Requirement: Should any entry seem unclear, still set it down exactly as given, along with all the others.

Data records:
■ ■ ■
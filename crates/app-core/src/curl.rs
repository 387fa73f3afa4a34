use crate::constants::CURL_EPSILON;
use crate::field::NoiseField;
use glam::DVec3;

/// Which finite-difference stencil the y component uses.
///
/// `Legacy` reproduces the early flow-tube sketches, which sampled
/// `f(x + ε)` on both sides of the ∂f/∂x difference. That term is always
/// zero, so y collapses to ∂f/∂z. Only useful for matching old renders.
#[derive(Clone, Copy, Debug, Default, PartialEq, Eq)]
pub enum CurlVariant {
    #[default]
    Central,
    Legacy,
}

/// Curl of the noise potential at `(x, y, z)` using central differences.
///
/// ```text
/// x = df/dy - df/dz
/// y = df/dz - df/dx
/// z = df/dx - df/dy
/// ```
#[inline]
pub fn curl(field: &NoiseField, x: f64, y: f64, z: f64) -> DVec3 {
    curl_with(field, x, y, z, CurlVariant::Central)
}

pub fn curl_with(field: &NoiseField, x: f64, y: f64, z: f64, variant: CurlVariant) -> DVec3 {
    let eps = CURL_EPSILON;
    let inv = 1.0 / (2.0 * eps);

    let df_dx = (field.sample(x + eps, y, z) - field.sample(x - eps, y, z)) * inv;
    let df_dy = (field.sample(x, y + eps, z) - field.sample(x, y - eps, z)) * inv;
    let df_dz = (field.sample(x, y, z + eps) - field.sample(x, y, z - eps)) * inv;

    let df_dx_for_y = match variant {
        CurlVariant::Central => df_dx,
        CurlVariant::Legacy => (field.sample(x + eps, y, z) - field.sample(x + eps, y, z)) * inv,
    };

    DVec3::new(df_dy - df_dz, df_dz - df_dx_for_y, df_dx - df_dy)
}

#[cfg(test)]
mod tests {
    use super::*;

    #[test]
    fn deterministic_bit_for_bit() {
        let f = NoiseField::new(11);
        let a = curl(&f, 0.12, -0.3, 0.44);
        let b = curl(&f, 0.12, -0.3, 0.44);
        assert_eq!(a.x.to_bits(), b.x.to_bits());
        assert_eq!(a.y.to_bits(), b.y.to_bits());
        assert_eq!(a.z.to_bits(), b.z.to_bits());
    }

    #[test]
    fn legacy_only_changes_y() {
        let f = NoiseField::new(5);
        let (x, y, z) = (0.3, 0.1, -0.2);
        let c = curl_with(&f, x, y, z, CurlVariant::Central);
        let l = curl_with(&f, x, y, z, CurlVariant::Legacy);
        assert_eq!(c.x, l.x);
        assert_eq!(c.z, l.z);

        let eps = CURL_EPSILON;
        let df_dz = (f.sample(x, y, z + eps) - f.sample(x, y, z - eps)) / (2.0 * eps);
        assert!((l.y - df_dz).abs() < 1e-12);
    }

    #[test]
    fn components_sum_to_zero() {
        // x + y + z telescopes to zero for the central stencil.
        let f = NoiseField::new(2);
        for i in 0..16 {
            let t = i as f64 * 0.071;
            let c = curl(&f, t, 0.5 - t, t * t);
            assert!((c.x + c.y + c.z).abs() < 1e-9);
        }
    }

    #[test]
    fn finite_everywhere_sampled() {
        let f = NoiseField::new(9);
        for i in -10..10 {
            let t = i as f64 * 3.3;
            let c = curl(&f, t, t * 0.5, -t);
            assert!(c.is_finite());
        }
    }
}
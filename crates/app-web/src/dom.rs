use curl_tubes_core::{SketchConfig, Viewport};
use wasm_bindgen::JsCast;
use web_sys as web;

#[inline]
pub fn window_document() -> Option<web::Document> {
    web::window().and_then(|w| w.document())
}

/// Append a fresh canvas filling `container`.
pub fn create_canvas(
    document: &web::Document,
    container: &web::HtmlElement,
) -> anyhow::Result<web::HtmlCanvasElement> {
    let canvas = document
        .create_element("canvas")
        .map_err(|e| anyhow::anyhow!("create canvas: {:?}", e))?
        .dyn_into::<web::HtmlCanvasElement>()
        .map_err(|e| anyhow::anyhow!("not a canvas: {:?}", e))?;
    let style = canvas.style();
    let _ = style.set_property("display", "block");
    let _ = style.set_property("touch-action", "none");
    container
        .append_child(&canvas)
        .map_err(|e| anyhow::anyhow!("append canvas: {:?}", e))?;
    Ok(canvas)
}

/// Container layout size and the capped device pixel ratio.
pub fn container_viewport(container: &web::HtmlElement, config: &SketchConfig) -> Viewport {
    let dpr = web::window().map_or(1.0, |w| w.device_pixel_ratio());
    Viewport::new(
        container.offset_width() as f32,
        container.offset_height() as f32,
        config.pixel_ratio(dpr),
    )
}

/// Match the canvas CSS size to the container and its backing store to the
/// physical size (never zero).
pub fn sync_canvas_backing_size(canvas: &web::HtmlCanvasElement, viewport: &Viewport) {
    let (w_px, h_px) = viewport.physical_size();
    canvas.set_width(w_px);
    canvas.set_height(h_px);
    let style = canvas.style();
    let _ = style.set_property("width", &format!("{}px", viewport.width));
    let _ = style.set_property("height", &format!("{}px", viewport.height));
}

pub fn remove_canvas(canvas: &web::HtmlCanvasElement) {
    canvas.remove();
}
■ ■ ■
Problem solution:
filename crates/app-core/src/curl.rs
repository 387fa73f3afa4a34
use crate::constants::CURL_EPSILON;
use crate::field::NoiseField;
use glam::DVec3;

/// Which finite-difference stencil the y component uses.
///
/// `Legacy` reproduces the early flow-tube sketches, which sampled
/// `f(x + ε)` on both sides of the ∂f/∂x difference. That term is always
/// zero, so y collapses to ∂f/∂z. Only useful for matching old renders.
#[derive(Clone, Copy, Debug, Default, PartialEq, Eq)]
pub enum CurlVariant {
    #[default]
    Central,
    Legacy,
}

/// Curl of the noise potential at `(x, y, z)` using central differences.
///
/// ```text
/// x = df/dy - df/dz
/// y = df/dz - df/dx
/// z = df/dx - df/dy
/// ```
#[inline]
pub fn curl(field: &NoiseField, x: f64, y: f64, z: f64) -> DVec3 {
    curl_with(field, x, y, z, CurlVariant::Central)
}

pub fn curl_with(field: &NoiseField, x: f64, y: f64, z: f64, variant: CurlVariant) -> DVec3 {
    let eps = CURL_EPSILON;
    let inv = 1.0 / (2.0 * eps);

    let df_dx = (field.sample(x + eps, y, z) - field.sample(x - eps, y, z)) * inv;
    let df_dy = (field.sample(x, y + eps, z) - field.sample(x, y - eps, z)) * inv;
    let df_dz = (field.sample(x, y, z + eps) - field.sample(x, y, z - eps)) * inv;

    let df_dx_for_y = match variant {
        CurlVariant::Central => df_dx,
        CurlVariant::Legacy => (field.sample(x + eps, y, z) - field.sample(x + eps, y, z)) * inv,
    };

    DVec3::new(df_dy - df_dz, df_dz - df_dx_for_y, df_dx - df_dy)
}

#[cfg(test)]
mod tests {
    use super::*;

    #[test]
    fn deterministic_bit_for_bit() {
        let f = NoiseField::new(11);
        let a = curl(&f, 0.12, -0.3, 0.44);
        let b = curl(&f, 0.12, -0.3, 0.44);
        assert_eq!(a.x.to_bits(), b.x.to_bits());
        assert_eq!(a.y.to_bits(), b.y.to_bits());
        assert_eq!(a.z.to_bits(), b.z.to_bits());
    }

    #[test]
    fn legacy_only_changes_y() {
        let f = NoiseField::new(5);
        let (x, y, z) = (0.3, 0.1, -0.2);
        let c = curl_with(&f, x, y, z, CurlVariant::Central);
        let l = curl_with(&f, x, y, z, CurlVariant::Legacy);
        assert_eq!(c.x, l.x);
        assert_eq!(c.z, l.z);

        let eps = CURL_EPSILON;
        let df_dz = (f.sample(x, y, z + eps) - f.sample(x, y, z - eps)) / (2.0 * eps);
        assert!((l.y - df_dz).abs() < 1e-12);
    }

    #[test]
    fn components_sum_to_zero() {
        // x + y + z telescopes to zero for the central stencil.
        let f = NoiseField::new(2);
        for i in 0..16 {
            let t = i as f64 * 0.071;
            let c = curl(&f, t, 0.5 - t, t * t);
            assert!((c.x + c.y + c.z).abs() < 1e-9);
        }
    }

    #[test]
    fn finite_everywhere_sampled() {
        let f = NoiseField::new(9);
        for i in -10..10 {
            let t = i as f64 * 3.3;
            let c = curl(&f, t, t * 0.5, -t);
            assert!(c.is_finite());
        }
    }
}
filename crates/app-web/src/dom.rs
use curl_tubes_core::{SketchConfig, Viewport};
use wasm_bindgen::JsCast;
use web_sys as web;

#[inline]
pub fn window_document() -> Option<web::Document> {
    web::window().and_then(|w| w.document())
}

/// Append a fresh canvas filling `container`.
pub fn create_canvas(
    document: &web::Document,
    container: &web::HtmlElement,
) -> anyhow::Result<web::HtmlCanvasElement> {
    let canvas = document
        .create_element("canvas")
        .map_err(|e| anyhow::anyhow!("create canvas: {:?}", e))?
        .dyn_into::<web::HtmlCanvasElement>()
        .map_err(|e| anyhow::anyhow!("not a canvas: {:?}", e))?;
    let style = canvas.style();
    let _ = style.set_property("display", "block");
    let _ = style.set_property("touch-action", "none");
    container
        .append_child(&canvas)
        .map_err(|e| anyhow::anyhow!("append canvas: {:?}", e))?;
    Ok(canvas)
}

/// Container layout size and the capped device pixel ratio.
pub fn container_viewport(container: &web::HtmlElement, config: &SketchConfig) -> Viewport {
    let dpr = web::window().map_or(1.0, |w| w.device_pixel_ratio());
    Viewport::new(
        container.offset_width() as f32,
        container.offset_height() as f32,
        config.pixel_ratio(dpr),
    )
}

/// Match the canvas CSS size to the container and its backing store to the
/// physical size (never zero).
pub fn sync_canvas_backing_size(canvas: &web::HtmlCanvasElement, viewport: &Viewport) {
    let (w_px, h_px) = viewport.physical_size();
    canvas.set_width(w_px);
    canvas.set_height(h_px);
    let style = canvas.style();
    let _ = style.set_property("width", &format!("{}px", viewport.width));
    let _ = style.set_property("height", &format!("{}px", viewport.height));
}

pub fn remove_canvas(canvas: &web::HtmlCanvasElement) {
    canvas.remove();
}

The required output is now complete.